*Aim of the task*:
Can you reproduce the data beneath, keeping every line exact?

(Stored items)
============

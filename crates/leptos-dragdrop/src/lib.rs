//! Leptos DragDrop Utilities
//!
//! Mouse plumbing for drag gestures: a press handler factory, document-level
//! move/release tracking that removes its listeners on release, and a guard
//! for the click the browser fires right after a drop.

use std::cell::RefCell;
use std::rc::Rc;

use gloo_timers::callback::Timeout;
use leptos::prelude::*;
use wasm_bindgen::closure::Closure;
use wasm_bindgen::JsCast;

/// Body class that disables text selection while dragging
const NOSELECT_CLASS: &str = "noselect";

/// How long a finished drag swallows clicks
const CLICK_GUARD_MS: u32 = 100;

/// Pointer coordinates in viewport (`client`) and document (`page`) space
#[derive(Clone, Copy, Debug, Default, PartialEq)]
pub struct PointerSample {
    pub client_x: f64,
    pub client_y: f64,
    pub page_x: f64,
    pub page_y: f64,
}

impl PointerSample {
    pub fn from_event(ev: &web_sys::MouseEvent) -> Self {
        Self {
            client_x: ev.client_x() as f64,
            client_y: ev.client_y() as f64,
            page_x: ev.page_x() as f64,
            page_y: ev.page_y() as f64,
        }
    }
}

/// A left-button press
#[derive(Clone, Debug, PartialEq)]
pub struct PointerPress {
    pub sample: PointerSample,
    /// Press landed on a button, input or `[data-action]` element
    pub on_control: bool,
    /// `data-drag-handle` of the closest marked ancestor, if any
    pub handle: Option<String>,
}

/// Whether the event started on an embedded control
pub fn is_control_target(ev: &web_sys::Event) -> bool {
    closest_from_target(ev, "button, input, textarea, [data-action]").is_some()
}

fn closest_from_target(ev: &web_sys::Event, selector: &str) -> Option<web_sys::Element> {
    let target = ev.target()?;
    let element = target.dyn_ref::<web_sys::Element>()?;
    element.closest(selector).ok().flatten()
}

/// Create mousedown handler for draggable elements.
///
/// With `isolate` the event stops here, so an enclosing draggable never
/// sees presses meant for this one (controls included).
pub fn make_on_mousedown(on_press: Callback<PointerPress>, isolate: bool) -> impl Fn(web_sys::MouseEvent) + Copy + 'static {
    move |ev: web_sys::MouseEvent| {
        if ev.button() != 0 {
            return;
        }
        if isolate {
            ev.stop_propagation();
        }
        let on_control = is_control_target(&ev);
        let handle = closest_from_target(&ev, "[data-drag-handle]")
            .and_then(|el| el.get_attribute("data-drag-handle"));
        on_press.run(PointerPress {
            sample: PointerSample::from_event(&ev),
            on_control,
            handle,
        });
    }
}

struct Listeners {
    on_move: Closure<dyn FnMut(web_sys::MouseEvent)>,
    on_up: Closure<dyn FnMut(web_sys::MouseEvent)>,
}

impl Listeners {
    fn detach(&self, document: &web_sys::Document) {
        let _ = document.remove_event_listener_with_callback("mousemove", self.on_move.as_ref().unchecked_ref());
        let _ = document.remove_event_listener_with_callback("mouseup", self.on_up.as_ref().unchecked_ref());
    }
}

/// Follows the pointer on the document until the next mouseup.
///
/// Both listeners are removed before `on_release` runs. Returns false when
/// there is no document to listen on.
pub fn track_pointer(on_move: Callback<PointerSample>, on_release: Callback<PointerSample>) -> bool {
    let Some(document) = web_sys::window().and_then(|win| win.document()) else {
        return false;
    };

    let slot: Rc<RefCell<Option<Listeners>>> = Rc::new(RefCell::new(None));

    let move_closure = Closure::<dyn FnMut(web_sys::MouseEvent)>::new(move |ev: web_sys::MouseEvent| {
        on_move.run(PointerSample::from_event(&ev));
    });

    let release_slot = Rc::clone(&slot);
    let release_document = document.clone();
    let up_closure = Closure::<dyn FnMut(web_sys::MouseEvent)>::new(move |ev: web_sys::MouseEvent| {
        if let Some(listeners) = release_slot.borrow_mut().take() {
            listeners.detach(&release_document);
            // Can't free a closure while it runs; release it on the next tick
            Timeout::new(0, move || drop(listeners)).forget();
        }
        on_release.run(PointerSample::from_event(&ev));
    });

    let _ = document.add_event_listener_with_callback("mousemove", move_closure.as_ref().unchecked_ref());
    let _ = document.add_event_listener_with_callback("mouseup", up_closure.as_ref().unchecked_ref());
    *slot.borrow_mut() = Some(Listeners {
        on_move: move_closure,
        on_up: up_closure,
    });
    true
}

/// Toggles page-wide text selection
pub fn set_text_selection(enabled: bool) {
    let Some(body) = web_sys::window()
        .and_then(|win| win.document())
        .and_then(|doc| doc.body())
    else {
        return;
    };
    let classes = body.class_list();
    let _ = if enabled {
        classes.remove_1(NOSELECT_CLASS)
    } else {
        classes.add_1(NOSELECT_CLASS)
    };
}

/// Swallows the click that follows a drop
#[derive(Clone, Copy)]
pub struct ClickGuard {
    just_dropped_read: ReadSignal<bool>,
    just_dropped_write: WriteSignal<bool>,
}

impl ClickGuard {
    pub fn new() -> Self {
        let (just_dropped_read, just_dropped_write) = signal(false);
        Self {
            just_dropped_read,
            just_dropped_write,
        }
    }

    /// Call when a drag ends with a drop
    pub fn arm(&self) {
        self.just_dropped_write.set(true);
        let clear = self.just_dropped_write;
        Timeout::new(CLICK_GUARD_MS, move || {
            let _ = clear.try_set(false);
        })
        .forget();
    }

    pub fn is_armed(&self) -> bool {
        self.just_dropped_read.get_untracked()
    }
}

impl Default for ClickGuard {
    fn default() -> Self {
        Self::new()
    }
}
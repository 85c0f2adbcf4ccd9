//! Edit-in-place targets
//!
//! Titles and item contents share one commit rule: an empty value is
//! discarded and the previous text stays. Anything else, spaces included,
//! is taken as typed.

use crate::domain::{ItemId, StickerId};

#[derive(Debug, Clone, PartialEq, Eq, Hash)]
pub enum EditTarget {
    /// Sticker title
    Title(StickerId),
    /// Item content
    Content(ItemId),
}

/// Writes `input` into `current` unless it is empty. Returns whether it did.
pub fn accept_edit(current: &mut String, input: &str) -> bool {
    if input.is_empty() {
        return false;
    }
    *current = input.to_string();
    true
}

============

*Solution to this task*:
filename crates/leptos-dragdrop/src/lib.rs
//! Leptos DragDrop Utilities
//!
//! Mouse plumbing for drag gestures: a press handler factory, document-level
//! move/release tracking that removes its listeners on release, and a guard
//! for the click the browser fires right after a drop.

use std::cell::RefCell;
use std::rc::Rc;

use gloo_timers::callback::Timeout;
use leptos::prelude::*;
use wasm_bindgen::closure::Closure;
use wasm_bindgen::JsCast;

/// Body class that disables text selection while dragging
const NOSELECT_CLASS: &str = "noselect";

/// How long a finished drag swallows clicks
const CLICK_GUARD_MS: u32 = 100;

/// Pointer coordinates in viewport (`client`) and document (`page`) space
#[derive(Clone, Copy, Debug, Default, PartialEq)]
pub struct PointerSample {
    pub client_x: f64,
    pub client_y: f64,
    pub page_x: f64,
    pub page_y: f64,
}

impl PointerSample {
    pub fn from_event(ev: &web_sys::MouseEvent) -> Self {
        Self {
            client_x: ev.client_x() as f64,
            client_y: ev.client_y() as f64,
            page_x: ev.page_x() as f64,
            page_y: ev.page_y() as f64,
        }
    }
}

/// A left-button press
#[derive(Clone, Debug, PartialEq)]
pub struct PointerPress {
    pub sample: PointerSample,
    /// Press landed on a button, input or `[data-action]` element
    pub on_control: bool,
    /// `data-drag-handle` of the closest marked ancestor, if any
    pub handle: Option<String>,
}

/// Whether the event started on an embedded control
pub fn is_control_target(ev: &web_sys::Event) -> bool {
    closest_from_target(ev, "button, input, textarea, [data-action]").is_some()
}

fn closest_from_target(ev: &web_sys::Event, selector: &str) -> Option<web_sys::Element> {
    let target = ev.target()?;
    let element = target.dyn_ref::<web_sys::Element>()?;
    element.closest(selector).ok().flatten()
}

/// Create mousedown handler for draggable elements.
///
/// With `isolate` the event stops here, so an enclosing draggable never
/// sees presses meant for this one (controls included).
pub fn make_on_mousedown(on_press: Callback<PointerPress>, isolate: bool) -> impl Fn(web_sys::MouseEvent) + Copy + 'static {
    move |ev: web_sys::MouseEvent| {
        if ev.button() != 0 {
            return;
        }
        if isolate {
            ev.stop_propagation();
        }
        let on_control = is_control_target(&ev);
        let handle = closest_from_target(&ev, "[data-drag-handle]")
            .and_then(|el| el.get_attribute("data-drag-handle"));
        on_press.run(PointerPress {
            sample: PointerSample::from_event(&ev),
            on_control,
            handle,
        });
    }
}

struct Listeners {
    on_move: Closure<dyn FnMut(web_sys::MouseEvent)>,
    on_up: Closure<dyn FnMut(web_sys::MouseEvent)>,
}

impl Listeners {
    fn detach(&self, document: &web_sys::Document) {
        let _ = document.remove_event_listener_with_callback("mousemove", self.on_move.as_ref().unchecked_ref());
        let _ = document.remove_event_listener_with_callback("mouseup", self.on_up.as_ref().unchecked_ref());
    }
}

/// Follows the pointer on the document until the next mouseup.
///
/// Both listeners are removed before `on_release` runs. Returns false when
/// there is no document to listen on.
pub fn track_pointer(on_move: Callback<PointerSample>, on_release: Callback<PointerSample>) -> bool {
    let Some(document) = web_sys::window().and_then(|win| win.document()) else {
        return false;
    };

    let slot: Rc<RefCell<Option<Listeners>>> = Rc::new(RefCell::new(None));

    let move_closure = Closure::<dyn FnMut(web_sys::MouseEvent)>::new(move |ev: web_sys::MouseEvent| {
        on_move.run(PointerSample::from_event(&ev));
    });

    let release_slot = Rc::clone(&slot);
    let release_document = document.clone();
    let up_closure = Closure::<dyn FnMut(web_sys::MouseEvent)>::new(move |ev: web_sys::MouseEvent| {
        if let Some(listeners) = release_slot.borrow_mut().take() {
            listeners.detach(&release_document);
            // Can't free a closure while it runs; release it on the next tick
            Timeout::new(0, move || drop(listeners)).forget();
        }
        on_release.run(PointerSample::from_event(&ev));
    });

    let _ = document.add_event_listener_with_callback("mousemove", move_closure.as_ref().unchecked_ref());
    let _ = document.add_event_listener_with_callback("mouseup", up_closure.as_ref().unchecked_ref());
    *slot.borrow_mut() = Some(Listeners {
        on_move: move_closure,
        on_up: up_closure,
    });
    true
}

/// Toggles page-wide text selection
pub fn set_text_selection(enabled: bool) {
    let Some(body) = web_sys::window()
        .and_then(|win| win.document())
        .and_then(|doc| doc.body())
    else {
        return;
    };
    let classes = body.class_list();
    let _ = if enabled {
        classes.remove_1(NOSELECT_CLASS)
    } else {
        classes.add_1(NOSELECT_CLASS)
    };
}

/// Swallows the click that follows a drop
#[derive(Clone, Copy)]
pub struct ClickGuard {
    just_dropped_read: ReadSignal<bool>,
    just_dropped_write: WriteSignal<bool>,
}

impl ClickGuard {
    pub fn new() -> Self {
        let (just_dropped_read, just_dropped_write) = signal(false);
        Self {
            just_dropped_read,
            just_dropped_write,
        }
    }

    /// Call when a drag ends with a drop
    pub fn arm(&self) {
        self.just_dropped_write.set(true);
        let clear = self.just_dropped_write;
        Timeout::new(CLICK_GUARD_MS, move || {
            let _ = clear.try_set(false);
        })
        .forget();
    }

    pub fn is_armed(&self) -> bool {
        self.just_dropped_read.get_untracked()
    }
}

impl Default for ClickGuard {
    fn default() -> Self {
        Self::new()
    }
}
repository 85c0f2adbcf4ccd9
//! Edit-in-place targets
//!
//! Titles and item contents share one commit rule: an empty value is
//! discarded and the previous text stays. Anything else, spaces included,
//! is taken as typed.

use crate::domain::{ItemId, StickerId};

#[derive(Debug, Clone, PartialEq, Eq, Hash)]
pub enum EditTarget {
    /// Sticker title
    Title(StickerId),
    /// Item content
    Content(ItemId),
}

/// Writes `input` into `current` unless it is empty. Returns whether it did.
pub fn accept_edit(current: &mut String, input: &str) -> bool {
    if input.is_empty() {
        return false;
    }
    *current = input.to_string();
    true
}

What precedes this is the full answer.